Israelis line up for gas masks over Syria war fears

An Israeli Postal Service employee shows a man how to adjust a gas mask at a distribution point at a shopping mall in the West Bank Jewish settlement of Maale Adumim near Jerusalem August 26, 2013.
An Israeli Postal Service employee shows a man how to adjust a gas mask at a distribution point at a shopping mall in the West Bank Jewish settlement of Maale Adumim near Jerusalem on Monday.

Thousands of Israelis are lining up for gas masks or ordering them by phone, spurred on by fears that any Western military response to last week’s alleged chemical weapons attack in Syria could ensnare their own country in war.

Western powers are considering military action to punish the Syrian government for the alleged attack that killed hundreds near Damascus last week.

With speculation mounting that NATO powers might fire cruise missiles into Syria, many in Israel worry that President Bashar al-Assad, embroiled in a 2-1/2 year uprising against his rule, could strike out at the Jewish state in retaliation.

Israeli media reports of Syrian officials threatening retaliation against Israel for any Western strike have only served to heighten the anxiety.

“We live in a crazy region. All it takes is for one crazy person to push a button and you never know, everything can go up in flames,” said Victor Bracha, 72, one of those queuing for protective gear at a makeshift distribution center in a shopping mall in Jerusalem.

Maya Avishai, spokeswoman for the Israeli Postal Service, which oversees the distribution of gas masks on behalf of the military’s homefront command, said four times as many people as usual had phoned in orders in the past two days.

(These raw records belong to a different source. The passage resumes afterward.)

pub mod settings {
    use serde::{Deserialize, Serialize};

    pub const DEFAULT_MODEL: &str = "gemini-2.0-flash";
    pub const DEFAULT_BASE_URL: &str = "https://generativelanguage.googleapis.com";

    fn default_model() -> String {
        DEFAULT_MODEL.to_string()
    }

    fn default_base_url() -> String {
        DEFAULT_BASE_URL.to_string()
    }

    fn default_timeout() -> u64 {
        120
    }

    fn default_context_window() -> usize {
        5
    }

    fn default_confidence_threshold() -> u8 {
        70
    }

    /// Runtime settings for the assistant. Every field has a default so a
    /// partial settings.json is accepted.
    #[derive(Debug, Clone, PartialEq, Eq, Serialize, Deserialize)]
    pub struct AssistantSettings {
        #[serde(default = "default_model")]
        pub model: String, // e.g., "gemini-2.0-flash"
        #[serde(default = "default_base_url")]
        pub base_url: String,
        #[serde(default = "default_timeout")]
        pub request_timeout_secs: u64,
        /// How many prior chat messages are replayed as context
        #[serde(default = "default_context_window")]
        pub context_window: usize,
        /// Minimum model confidence (0-100) for an image to pass validation
        #[serde(default = "default_confidence_threshold")]
        pub image_confidence_threshold: u8,
    }

    impl Default for AssistantSettings {
        fn default() -> Self {
            Self {
                model: default_model(),
                base_url: default_base_url(),
                request_timeout_secs: default_timeout(),
                context_window: default_context_window(),
                image_confidence_threshold: default_confidence_threshold(),
            }
        }
    }
}

pub mod conversation {
    use serde::{Deserialize, Serialize};

    #[derive(Debug, Clone, Copy, PartialEq, Eq, Serialize, Deserialize)]
    #[serde(rename_all = "lowercase")]
    pub enum Role {
        User,
        Assistant,
    }

    impl Role {
        /// Speaker label used when replaying history into a prompt
        pub fn label(&self) -> &'static str {
            match self {
                Role::User => "User",
                Role::Assistant => "Assistant",
            }
        }
    }

    #[derive(Debug, Clone, PartialEq, Eq, Serialize, Deserialize)]
    pub struct ConversationMessage {
        pub role: Role,
        pub content: String,
    }

    impl ConversationMessage {
        pub fn user(content: impl Into<String>) -> Self {
            Self {
                role: Role::User,
                content: content.into(),
            }
        }

        pub fn assistant(content: impl Into<String>) -> Self {
            Self {
                role: Role::Assistant,
                content: content.into(),
            }
        }
    }
}

pub mod validation {
    use serde::{Deserialize, Serialize};

    /// Outcome of an image validity check.
    #[derive(Debug, Clone, PartialEq, Eq, Serialize, Deserialize)]
    #[serde(rename_all = "camelCase")]
    pub struct ValidationResult {
        pub is_valid: bool,
        pub message: String,
        #[serde(skip_serializing_if = "Option::is_none")]
        pub detected_type: Option<String>,
    }

    impl ValidationResult {
        pub fn accepted(message: impl Into<String>, detected_type: Option<String>) -> Self {
            Self {
                is_valid: true,
                message: message.into(),
                detected_type,
            }
        }

        pub fn rejected(message: impl Into<String>) -> Self {
            Self {
                is_valid: false,
                message: message.into(),
                detected_type: None,
            }
        }
    }
}

#[cfg(test)]
mod tests {
    use super::conversation::{ConversationMessage, Role};
    use super::settings::AssistantSettings;
    use super::validation::ValidationResult;

    #[test]
    fn test_partial_settings_use_defaults() {
        let s: AssistantSettings = serde_json::from_str(r#"{"model":"gemini-1.5-pro"}"#).unwrap();
        assert_eq!(s.model, "gemini-1.5-pro");
        assert_eq!(s.context_window, 5);
        assert_eq!(s.image_confidence_threshold, 70);
        assert_eq!(s.request_timeout_secs, 120);
    }

    #[test]
    fn test_role_serializes_lowercase() {
        let msg = ConversationMessage::assistant("hi");
        let json = serde_json::to_string(&msg).unwrap();
        assert_eq!(json, r#"{"role":"assistant","content":"hi"}"#);
        assert_eq!(Role::User.label(), "User");
    }

    #[test]
    fn test_validation_result_omits_missing_type() {
        let json = serde_json::to_value(ValidationResult::rejected("No image provided")).unwrap();
        assert_eq!(json["isValid"], false);
        assert!(json.get("detectedType").is_none());
    }
}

“Twice as many as usual are showing up at public centers to pick them up. The pressure has been great,” Avishai said. There was also talk of expanding the number of centers handing out gas masks to meet demand, she added.

Could violence spread?

Israel has eschewed any involvement in the internal conflicts gripping its Arab neighbors in the past two years, and some Israelis doubt Assad would turn his guns on Israel.

“It is not in his interest, it could bring about his demise more quickly,” Israeli Strategic Affairs Minister Yuval Steinitz said on Sunday.

“It would be insane for somebody to try and provoke Israel,” he added in remarks to foreign correspondents in Jerusalem on Monday.

Shlomi Goldstein, 32, another shopper at the mall in Jerusalem, said he had no plans to join those queuing for masks, confident that Israel could deter any attack.

“I think Assad wouldn’t dare to attack us, he knows that if he did it could be the last thing he ever does,” he said.

Israel has provided its citizens with gear to cope with possible chemical or biological attacks since the 1991 Gulf War, when U.S.-led troops drove Iraq out of Kuwait.

During that conflict, Iraq fired Scud missiles into Israel and its leader, Saddam Hussein, threatened a chemical attack on Israel, though he never acted on this.

Three years ago Israel launched a campaign to renew the protection kits. But until last week’s attack in Syria, only around 5 million of Israel’s 8-million strong population had updated theirs, officials said.

Israel remains technically at war with Syria, which has long demanded an Israeli withdrawal from the strategic Golan Heights, land that Israel captured in a 1967 war.